Distributed Task Queue (Celery / Sidekiq-class)
Distributed Task Queue (Celery / Sidekiq-class) #
This note models a Celery/Sidekiq-class background job system where producers enqueue tasks, workers claim and execute them, and the system supports retries, scheduled retries, and worker crash recovery.
Step 1 - Normalize #
Assume the baseline prompt is:
- design a distributed task queue
- producers enqueue jobs
- workers pull and execute jobs
- jobs are acked on success
- failures may retry or move to dead-letter storage
- system scales across many nodes
Normalize into state-affecting paths.
| Requirement | Actor | Operation | State touched | Priority |
|---|---|---|---|---|
| Producer enqueues task | Client | append event | S1create targetTaskEnvelope | C1 |
| Worker reserves/claims next task | Client | state transition | S1update targetTaskExecutionState | C1 |
| Worker acknowledges successful task | Client | state transition | S1update targetTaskExecutionState | C1 |
| Worker marks task failed/retryable | Client | state transition | S1update targetTaskExecutionState | C1 |
| System requeues timed-out or retryable task | System | async process | S1hidden write targetTaskExecutionState | C1 |
| System promotes delayed/retry-scheduled task when due | System | async process | S1hidden write targetScheduledTaskState | C1 |
| System routes queue/shard to current owner | System | read source | S1read source targetPartitionMap | C1 |
| System reassigns shard ownership after node failure | System | state transition | S1update targetPartitionOwnership | C1 |
| Client reads queue depth / worker stats | Client | read projection | S1read projection targetQueueStatsView | R2 |
Notes on normalization #
Important choices:
- enqueue is
append event- task submission is an immutable fact
- reserve/claim is
state transition- task moves from ready to claimed/in-progress
- ack/fail are
state transition- task lifecycle changes
- retries and delayed tasks are explicit internal paths
- routing/ownership are explicit because this is distributed infra
This system is closer to:
claimable execution queue
than to:
- replayable event log
Step 2 - Critical Path Selection #
| Requirement | Priority class | Why |
|---|---|---|
| Enqueue task | C1 | task intent must not be lost or duplicated incorrectly |
| Reserve/claim next task | C1 | task execution correctness depends on valid exclusive claim |
| Ack successful task | C1 | completion semantics depend on current claim holder |
| Mark failed/retryable task | C1 | retry and terminal failure semantics depend on valid lifecycle transition |
| Requeue timed-out or retryable task | C1 | worker crash recovery and retries depend on this path |
| Promote delayed/retry-scheduled task | C1 | scheduled work must become runnable at the right time |
| Route queue/shard to owner | C1 | wrong routing can split claims and task order |
| Reassign shard ownership | C1 | failover must preserve task lifecycle correctness |
| Queue depth / worker stats | R2 | operational only |
Baseline critical paths #
Main C1 paths:
P1enqueue taskP2reserve/claim taskP3ack task successP4fail/retry taskP5requeue timed-out or retryable taskP6promote delayed taskP7route to shard ownerP8reassign shard ownership
This design is driven by:
- durable task intent
- one active worker claim per task attempt
- guarded lifecycle transitions
- retry and timeout recovery
Step 3 - Primary State Extraction #
For a distributed task queue, the minimal primary state is the task itself, its execution lifecycle, delayed scheduling state, and routing/ownership state.

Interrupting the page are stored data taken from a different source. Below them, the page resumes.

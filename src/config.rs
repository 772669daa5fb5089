//! Worker configuration.
//!
//! A flat, ordered key/value store. Nested sections use `__` as separator,
//! the same convention environment variables use:
//!
//! ```text
//! appsettings.json                              key
//! { "ComputePlane":                             ComputePlane__WorkerChannel__Address
//!     { "WorkerChannel": { "Address": ... } } }
//! ```
//!
//! Sources are applied in call order; later sources override earlier ones.
//!
//! ```
//! use armonik_worker::config::{Configuration, Endpoint};
//!
//! let mut config = Configuration::new();
//! config.with_env_vars([
//!     ("ComputePlane__WorkerChannel__SocketType", "tcp"),
//!     ("ComputePlane__WorkerChannel__Address", "0.0.0.0:10667"),
//! ]);
//!
//! let plane = config.compute_plane();
//! assert_eq!(plane.worker, Endpoint::Tcp("0.0.0.0:10667".into()));
//! assert_eq!(plane.agent.uri(), "unix:///cache/armonik_agent.sock");
//! ```

use std::collections::BTreeMap;
use std::fs;
use std::path::{Path, PathBuf};

use serde_json::Value;

use crate::error::{Result, WorkerError};
use crate::logging::{LogConfig, LogFormat};
use crate::processor::ProcessorConfig;

/// Separator between nested section names.
pub const SECTION_SEPARATOR: &str = "__";

/// Socket type selecting a Unix domain socket endpoint.
pub const UNIX_SOCKET_TYPE: &str = "unixdomainsocket";

/// Default worker channel socket path.
pub const DEFAULT_WORKER_ADDRESS: &str = "/cache/armonik_worker.sock";

/// Default agent channel socket path.
pub const DEFAULT_AGENT_ADDRESS: &str = "/cache/armonik_agent.sock";

const WORKER_CHANNEL: &str = "ComputePlane__WorkerChannel";
const AGENT_CHANNEL: &str = "ComputePlane__AgentChannel";
const MAX_PAYLOAD_SIZE_KEY: &str = "Worker__MaxPayloadSize";
const WORKER_NAME_KEY: &str = "Worker__Name";
const LOG_LEVEL_KEY: &str = "Logging__Level";
const LOG_FORMAT_KEY: &str = "Logging__Format";

/// Where a channel listens or connects.
#[derive(Debug, Clone, PartialEq, Eq)]
pub enum Endpoint {
    /// Unix domain socket path.
    Unix(PathBuf),
    /// TCP address (`host:port`).
    Tcp(String),
}

impl Endpoint {
    /// Resolve an endpoint from its socket type and address.
    ///
    /// The socket type comparison ignores case; anything other than
    /// `unixdomainsocket` means TCP.
    pub fn from_socket_type(socket_type: &str, address: &str) -> Self {
        if socket_type.eq_ignore_ascii_case(UNIX_SOCKET_TYPE) {
            Endpoint::Unix(PathBuf::from(address))
        } else {
            Endpoint::Tcp(address.to_string())
        }
    }

    /// URI form: `unix://<path>` or `http://<address>`.
    pub fn uri(&self) -> String {
        match self {
            Endpoint::Unix(path) => format!("unix://{}", path.display()),
            Endpoint::Tcp(address) => format!("http://{}", address),
        }
    }
}

/// Worker and agent channel endpoints.
#[derive(Debug, Clone, PartialEq, Eq)]
pub struct ComputePlane {
    /// Channel the runtime uses to reach this worker.
    pub worker: Endpoint,
    /// Channel this worker uses to reach the agent.
    pub agent: Endpoint,
}

/// Ordered key/value configuration.
#[derive(Debug, Clone, Default, PartialEq, Eq)]
pub struct Configuration {
    values: BTreeMap<String, String>,
}

impl Configuration {
    /// Create an empty configuration.
    pub fn new() -> Self {
        Self::default()
    }

    /// Set a single key.
    pub fn set(&mut self, key: impl Into<String>, value: impl Into<String>) -> &mut Self {
        self.values.insert(key.into(), value.into());
        self
    }

    /// Copy every key of `other` over this configuration.
    pub fn merge(&mut self, other: &Configuration) -> &mut Self {
        for (key, value) in &other.values {
            self.values.insert(key.clone(), value.clone());
        }
        self
    }

    /// Value for `key`, if set.
    pub fn get(&self, key: &str) -> Option<&str> {
        self.values.get(key).map(String::as_str)
    }

    /// All keys and values, sorted by key.
    pub fn list(&self) -> &BTreeMap<String, String> {
        &self.values
    }

    /// Load a JSON file, flattening nested objects into `__`-separated keys.
    ///
    /// # Errors
    ///
    /// `Io` if the file cannot be read, `Json` if it is not valid JSON,
    /// `Config` if the top-level value is not an object.
    pub fn add_json_configuration(&mut self, path: impl AsRef<Path>) -> Result<&mut Self> {
        let path = path.as_ref();
        let text = fs::read_to_string(path)?;
        let root: Value = serde_json::from_str(&text)?;

        if !root.is_object() {
            return Err(WorkerError::Config(format!(
                "{}: top-level JSON value must be an object",
                path.display()
            )));
        }

        let before = self.values.len();
        flatten_into(&mut self.values, String::new(), &root);
        tracing::debug!(
            "Loaded configuration from {} ({} new keys)",
            path.display(),
            self.values.len() - before
        );
        Ok(self)
    }

    /// Load every variable of the process environment.
    ///
    /// Variables whose name or value is not valid Unicode are skipped.
    pub fn add_env_configuration(&mut self) -> &mut Self {
        let vars = std::env::vars_os()
            .filter_map(|(k, v)| Some((k.into_string().ok()?, v.into_string().ok()?)));
        self.with_env_vars(vars)
    }

    /// Load variables from an explicit iterator instead of the process
    /// environment.
    pub fn with_env_vars<I, K, V>(&mut self, vars: I) -> &mut Self
    where
        I: IntoIterator<Item = (K, V)>,
        K: Into<String>,
        V: Into<String>,
    {
        for (key, value) in vars {
            self.values.insert(key.into(), value.into());
        }
        self
    }

    /// Worker and agent channel endpoints, with defaults for missing keys.
    pub fn compute_plane(&self) -> ComputePlane {
        ComputePlane {
            worker: self.endpoint(WORKER_CHANNEL, DEFAULT_WORKER_ADDRESS),
            agent: self.endpoint(AGENT_CHANNEL, DEFAULT_AGENT_ADDRESS),
        }
    }

    fn endpoint(&self, section: &str, default_address: &str) -> Endpoint {
        let socket_type = self
            .get(&format!("{}{}SocketType", section, SECTION_SEPARATOR))
            .unwrap_or(UNIX_SOCKET_TYPE);
        let address = self
            .get(&format!("{}{}Address", section, SECTION_SEPARATOR))
            .unwrap_or(default_address);
        Endpoint::from_socket_type(socket_type, address)
    }

    /// Processor settings (`Worker__MaxPayloadSize`, `Worker__Name`).
    ///
    /// # Errors
    ///
    /// `Config` if the payload size is not a positive integer.
    pub fn processor_config(&self) -> Result<ProcessorConfig> {
        let mut config = ProcessorConfig::default();

        if let Some(raw) = self.get(MAX_PAYLOAD_SIZE_KEY) {
            config.max_payload_size = match raw.trim().parse::<usize>() {
                Ok(size) if size > 0 => size,
                _ => {
                    return Err(WorkerError::Config(format!(
                        "{} must be a positive integer, got '{}'",
                        MAX_PAYLOAD_SIZE_KEY, raw
                    )))
                }
            };
        }
        if let Some(name) = self.get(WORKER_NAME_KEY) {
            config.name = name.to_string();
        }

        Ok(config)
    }

    /// Logging settings (`Logging__Level`, `Logging__Format`).
    ///
    /// # Errors
    ///
    /// `Config` if the format is neither `text` nor `json`.
    pub fn log_config(&self) -> Result<LogConfig> {
        let mut config = LogConfig::default();

        if let Some(level) = self.get(LOG_LEVEL_KEY) {
            config.level = level.to_string();
        }
        if let Some(format) = self.get(LOG_FORMAT_KEY) {
            config.format = format.parse::<LogFormat>()?;
        }

        Ok(config)
    }
}

fn flatten_into(out: &mut BTreeMap<String, String>, prefix: String, value: &Value) {
    let child_key = |key: &str| {
        if prefix.is_empty() {
            key.to_string()
        } else {
            format!("{}{}{}", prefix, SECTION_SEPARATOR, key)
        }
    };

    match value {
        Value::Object(map) => {
            for (key, child) in map {
                flatten_into(out, child_key(key), child);
            }
        }
        Value::Array(items) => {
            for (index, child) in items.iter().enumerate() {
                flatten_into(out, child_key(&index.to_string()), child);
            }
        }
        Value::String(s) => {
            out.insert(prefix, s.clone());
        }
        Value::Null => {
            out.insert(prefix, String::new());
        }
        scalar => {
            out.insert(prefix, scalar.to_string());
        }
    }
}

| Candidate object label | Candidate source | Candidate needed for C1/R1? | Candidate decomposition action | Class | Primary? | Owner | Evolution | Scope kind | Scope value |
|---|---|---|---|---|---|---|---|---|---|
| TaskEnvelope | direct noun | Yes | keep as candidate | event | Yes | service | append-only | instance | task_id |
| TaskExecutionState | lifecycle object | Yes | keep as candidate | process | Yes | service | state machine | instance | task_id |
| ScheduledTaskState | hidden write target | Yes | keep as candidate | process | Yes | service | state machine | instance | task_id |
| PartitionOwnership | hidden write target | Yes | keep as candidate | process | Yes | service | state machine | instance | shard_id |
| PartitionMap | hidden write target | Yes | keep as candidate | entity | Yes | service | overwrite | collection | queue shards |
| QueueStatsView | derived read model | No | reject as UI artifact | projection | No | derived | overwrite | collection | queue_id |
| ClaimAttempt | hidden write target | No | reject as implementation choice | event | No | derived | append-only | collection | task_id |
Important modeling choices #
TaskEnvelope #
Primary because:
- enqueue is immutable fact recording
- payload, queue, headers, retries, and metadata live here
TaskExecutionState #
This is the central task-queue object. It captures lifecycle like:
READYCLAIMED(worker_id, claim_token, expiry)SUCCEEDEDFAILEDRETRY_PENDINGDEAD_LETTERED
ScheduledTaskState #
Kept explicit because delayed jobs and scheduled retries are common in Celery/Sidekiq-class systems. It captures:
run_at- delayed / promoted lifecycle
PartitionOwnership #
Needed because:
- one owner should control claim transitions for a shard at a time
PartitionMap #
Needed because:
- producers and workers must route consistently to the right shard authority
Minimal strict primary set #
The strongest minimal set is:
TaskEnvelopeTaskExecutionStateScheduledTaskStatePartitionOwnershipPartitionMap
Step 4 - Hard Invariants #
For a Celery/Sidekiq-class task queue, the hard invariants are about durable task existence, exclusive active claim per task attempt, guarded completion/failure transitions, and safe retry promotion.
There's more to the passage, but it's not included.